La mostra unisce posizioni svizzere e internazionali, tra cui John M Armleder, Dave Bopp, Alex Burke, Elena Dahn, Sam Durant, Tala Madani, Walter Pfeiffer, Lucie Schenker, Arthur Simms, Bernard Tagwerker, Maria Guta e Lauren Huret, oltre ai collettivi Studio for Propositional Cinema e RM (precedentemente Real Madrid). La gamma delle opere va dalla pittura e scultura di grande formato a installazioni basate su testi, videoarte e lavori grafici.
Laura Feurle, conservatrice della collezione al Kunstmuseum St.
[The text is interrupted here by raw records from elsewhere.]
//! Topology persistence
//!
//! `camera_zones`, `camera_edges` and `topology_settings` hold the declarative topology.
//! Edges are stored directed; a bidirectional edge becomes two rows. Every reload bumps
//! the `version` setting and queues a `system/status` event for operators in the same
//! transaction.

use super::{normalize_id, CameraEdge, CameraTopology, CameraZone, TopologyConfig, TopologyHandle};
use crate::outbox::{enqueue, NewOutboxMessage, AGGREGATE_TOPOLOGY};
use crate::utils::retry_on_lock;
use serde::Serialize;
use sqlx::{Row, SqlitePool};
use std::path::Path;
use tracing::info;
use vigil_common::config::load_toml_file;
use vigil_common::events::{event_names, Scope, StatusPayload, Topic};
use vigil_common::{time, Result};

const SETTING_SAME_ZONE: &str = "same_zone_is_neighbor";
const SETTING_VERSION: &str = "version";

/// What a reload installed
#[derive(Debug, Clone, Copy, PartialEq, Serialize)]
pub struct ReloadSummary {
    pub version: i64,
    pub cameras: usize,
    pub edges: usize,
    pub same_zone_is_neighbor: bool,
}

/// SQLite-backed topology configuration
#[derive(Clone)]
pub struct TopologyStore {
    pool: SqlitePool,
    max_lock_wait_ms: u64,
}

impl TopologyStore {
    pub fn new(pool: SqlitePool, max_lock_wait_ms: u64) -> Self {
        Self {
            pool,
            max_lock_wait_ms,
        }
    }

    /// Read the stored topology (ids as stored, edges directed)
    pub async fn load(&self) -> Result<TopologyConfig> {
        let cameras = sqlx::query("SELECT camera_id, zone_id FROM camera_zones ORDER BY camera_id")
            .fetch_all(&self.pool)
            .await?
            .into_iter()
            .map(|row| {
                Ok(CameraZone {
                    id: row.try_get("camera_id")?,
                    zone: row.try_get("zone_id")?,
                })
            })
            .collect::<Result<Vec<_>>>()?;

        let edges = sqlx::query(
            "SELECT from_camera, to_camera, travel_seconds FROM camera_edges ORDER BY from_camera, to_camera",
        )
        .fetch_all(&self.pool)
        .await?
        .into_iter()
        .map(|row| {
            Ok(CameraEdge {
                from: row.try_get("from_camera")?,
                to: row.try_get("to_camera")?,
                travel_seconds: row.try_get("travel_seconds")?,
                bidirectional: false,
            })
        })
        .collect::<Result<Vec<_>>>()?;

        let same_zone: Option<String> =
            sqlx::query_scalar("SELECT value FROM topology_settings WHERE key = ?")
                .bind(SETTING_SAME_ZONE)
                .fetch_optional(&self.pool)
                .await?;

        Ok(TopologyConfig {
            same_zone_is_neighbor: same_zone.map(|v| v == "true").unwrap_or(true),
            cameras,
            edges,
        })
    }

    /// Replace the stored topology with `config` in one transaction
    pub async fn replace(&self, config: &TopologyConfig) -> Result<()> {
        retry_on_lock("topology replace", self.max_lock_wait_ms, || async move {
            let mut tx = self.pool.begin().await?;

            sqlx::query("DELETE FROM camera_zones").execute(&mut *tx).await?;
            sqlx::query("DELETE FROM camera_edges").execute(&mut *tx).await?;

            for camera in &config.cameras {
                sqlx::query("INSERT OR REPLACE INTO camera_zones (camera_id, zone_id) VALUES (?, ?)")
                    .bind(normalize_id(&camera.id))
                    .bind(normalize_id(&camera.zone))
                    .execute(&mut *tx)
                    .await?;
            }

            for edge in &config.edges {
                let from = normalize_id(&edge.from);
                let to = normalize_id(&edge.to);
                let mut directed = vec![(from.clone(), to.clone())];
                if edge.bidirectional {
                    directed.push((to, from));
                }
                for (from, to) in directed {
                    sqlx::query(
                        r#"
                        INSERT INTO camera_edges (from_camera, to_camera, travel_seconds)
                        VALUES (?, ?, ?)
                        ON CONFLICT (from_camera, to_camera)
                        DO UPDATE SET travel_seconds = excluded.travel_seconds
                        "#,
                    )
                    .bind(from)
                    .bind(to)
                    .bind(edge.travel_seconds)
                    .execute(&mut *tx)
                    .await?;
                }
            }

            sqlx::query("INSERT OR REPLACE INTO topology_settings (key, value) VALUES (?, ?)")
                .bind(SETTING_SAME_ZONE)
                .bind(if config.same_zone_is_neighbor { "true" } else { "false" })
                .execute(&mut *tx)
                .await?;

            tx.commit().await?;
            Ok(())
        })
        .await?;

        info!(
            cameras = config.cameras.len(),
            edges = config.edges.len(),
            "Stored camera topology"
        );
        Ok(())
    }

    /// Load a TOML topology file into the store
    pub async fn seed_from_file(&self, path: &Path) -> Result<TopologyConfig> {
        let config: TopologyConfig = load_toml_file(path)?;
        self.replace(&config).await?;
        info!(path = %path.display(), "Seeded camera topology from file");
        Ok(config)
    }

    /// Current reload counter (0 before the first reload)
    pub async fn version(&self) -> Result<i64> {
        let value: Option<String> =
            sqlx::query_scalar("SELECT value FROM topology_settings WHERE key = ?")
                .bind(SETTING_VERSION)
                .fetch_optional(&self.pool)
                .await?;
        Ok(value.and_then(|v| v.parse().ok()).unwrap_or(0))
    }

    /// Build a snapshot from the store and install it in `handle`
    pub async fn reload(&self, handle: &TopologyHandle) -> Result<ReloadSummary> {
        let config = self.load().await?;
        let topology = CameraTopology::from_config(&config);

        let snapshot = &topology;
        let version = retry_on_lock("topology reload", self.max_lock_wait_ms, move || {
            self.record_reload(snapshot)
        })
        .await?;

        let summary = ReloadSummary {
            version,
            cameras: topology.camera_count(),
            edges: topology.edge_count(),
            same_zone_is_neighbor: topology.same_zone_is_neighbor(),
        };
        handle.replace(topology);

        info!(
            version = summary.version,
            cameras = summary.cameras,
            edges = summary.edges,
            "Camera topology reloaded"
        );
        Ok(summary)
    }

    async fn record_reload(&self, topology: &CameraTopology) -> Result<i64> {
        let mut tx = self.pool.begin().await?;

        let current: Option<String> =
            sqlx::query_scalar("SELECT value FROM topology_settings WHERE key = ?")
                .bind(SETTING_VERSION)
                .fetch_optional(&mut *tx)
                .await?;
        let version = current.and_then(|v| v.parse::<i64>().ok()).unwrap_or(0) + 1;

        sqlx::query("INSERT OR REPLACE INTO topology_settings (key, value) VALUES (?, ?)")
            .bind(SETTING_VERSION)
            .bind(version.to_string())
            .execute(&mut *tx)
            .await?;

        let payload = StatusPayload {
            component: "camera_topology".to_string(),
            status: "reloaded".to_string(),
            detail: Some(serde_json::json!({
                "version": version,
                "cameras": topology.camera_count(),
                "edges": topology.edge_count(),
                "same_zone_is_neighbor": topology.same_zone_is_neighbor(),
            })),
            at: time::now(),
        };
        let message = NewOutboxMessage::new(
            AGGREGATE_TOPOLOGY,
            version.to_string(),
            Topic::System,
            event_names::STATUS,
            Scope::Role("operator".to_string()),
            &payload,
        )?
        .with_idempotency_key(format!("topology:reload:{}", version));
        enqueue(&mut *tx, &message).await?;

        tx.commit().await?;
        Ok(version)
    }
}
Gallen, sulla mostra: «Il Kunstmuseum St.Gallen si impegna non solo a espandere miratamente le collezioni storiche, ma anche a rappresentare nella collezione la diversità dell'arte contemporanea regionale e internazionale. La mostra estiva di quest'anno offre spunti sulla nuova strategia di raccolta della casa. Consideriamo il nostro museo come uno spazio aperto che promuove la diversità, mette in discussione le strutture esistenti e riposiziona l'arte in dialogo con gli sviluppi sociali.»
Lorenz Wiederkehr, assistente curatore al Kunstmuseum St.Gallen, sulla mostra: «Le opere esposte, che negli anni 2024 e 2025 sono state acquisite o donate alla collezione, sottolineano il nuovo orientamento tematico della collezione. Riflettono esperienze transculturali, critiche postcoloniali e pratiche artistiche nell'arte contemporanea. La scenografia aperta e frammentata della mostra invita a un incontro multiprospettico con l'arte contemporanea.»